=== WHAT IS EXPECTED ===
Up to and including the line with "order of preference", restate the material below word for word, beginning with its first line.

---

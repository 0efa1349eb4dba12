//! Clipboard integration
//!
//! Pipes text into the platform's clipboard command. The first tool that can
//! be started wins; a tool that starts but exits non-zero is an error.

use crate::error::{DctxError, Result};
use std::io::{ErrorKind, Write};
use std::process::{Command, Stdio};
use tracing::debug;

/// Candidate clipboard commands for this platform, in order of preference
pub fn clipboard_commands() -> &'static [&'static [&'static str]] {
    if cfg!(target_os = "macos") {
        &[&["pbcopy"]]
    } else if cfg!(windows) {
        &[&["clip"]]
    } else {
        &[
            &["wl-copy"],
            &["xclip", "-selection", "clipboard"],
            &["xsel", "--clipboard", "--input"],
        ]
    }
}

/// Copy `text` to the system clipboard
pub fn copy_to_clipboard(text: &str) -> Result<()> {
    for argv in clipboard_commands() {
        let (program, args) = match argv.split_first() {
            Some(split) => split,
            None => continue,
        };
        match pipe_to(program, args, text) {
            Ok(()) => {
                debug!("Copied {} bytes to clipboard via {}", text.len(), program);
                return Ok(());
            }
            Err(PipeError::NotInstalled) => continue,
            Err(PipeError::Failed(msg)) => {
                return Err(DctxError::clipboard(format!("{} failed: {}", program, msg)))
            }
        }
    }
    Err(DctxError::clipboard("no clipboard tool found"))
}

enum PipeError {
    NotInstalled,
    Failed(String),
}

fn pipe_to(program: &str, args: &[&str], text: &str) -> std::result::Result<(), PipeError> {
    let mut child = match Command::new(program)
        .args(args)
        .stdin(Stdio::piped())
        .stdout(Stdio::null())
        .stderr(Stdio::null())
        .spawn()
    {
        Ok(child) => child,
        Err(e) if e.kind() == ErrorKind::NotFound => return Err(PipeError::NotInstalled),
        Err(e) => return Err(PipeError::Failed(e.to_string())),
    };

    if let Some(mut stdin) = child.stdin.take() {
        if let Err(e) = stdin.write_all(text.as_bytes()) {
            drop(stdin);
            // Reap the child before reporting
            let _ = child.kill();
            let _ = child.wait();
            return Err(PipeError::Failed(e.to_string()));
        }
    }
    let status = child.wait().map_err(|e| PipeError::Failed(e.to_string()))?;
    if status.success() {
        Ok(())
    } else {
        Err(PipeError::Failed(status.to_string()))
    }
}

---

=== ANSWER TO THIS PROBLEM ===
repository 0efa1349eb4dba12
//! Clipboard integration
//!
//! Pipes text into the platform's clipboard command. The first tool that can
//! be started wins; a tool that starts but exits non-zero is an error.

use crate::error::{DctxError, Result};
use std::io::{ErrorKind, Write};
use std::process::{Command, Stdio};
use tracing::debug;

/// Candidate clipboard commands for this platform, in order of preference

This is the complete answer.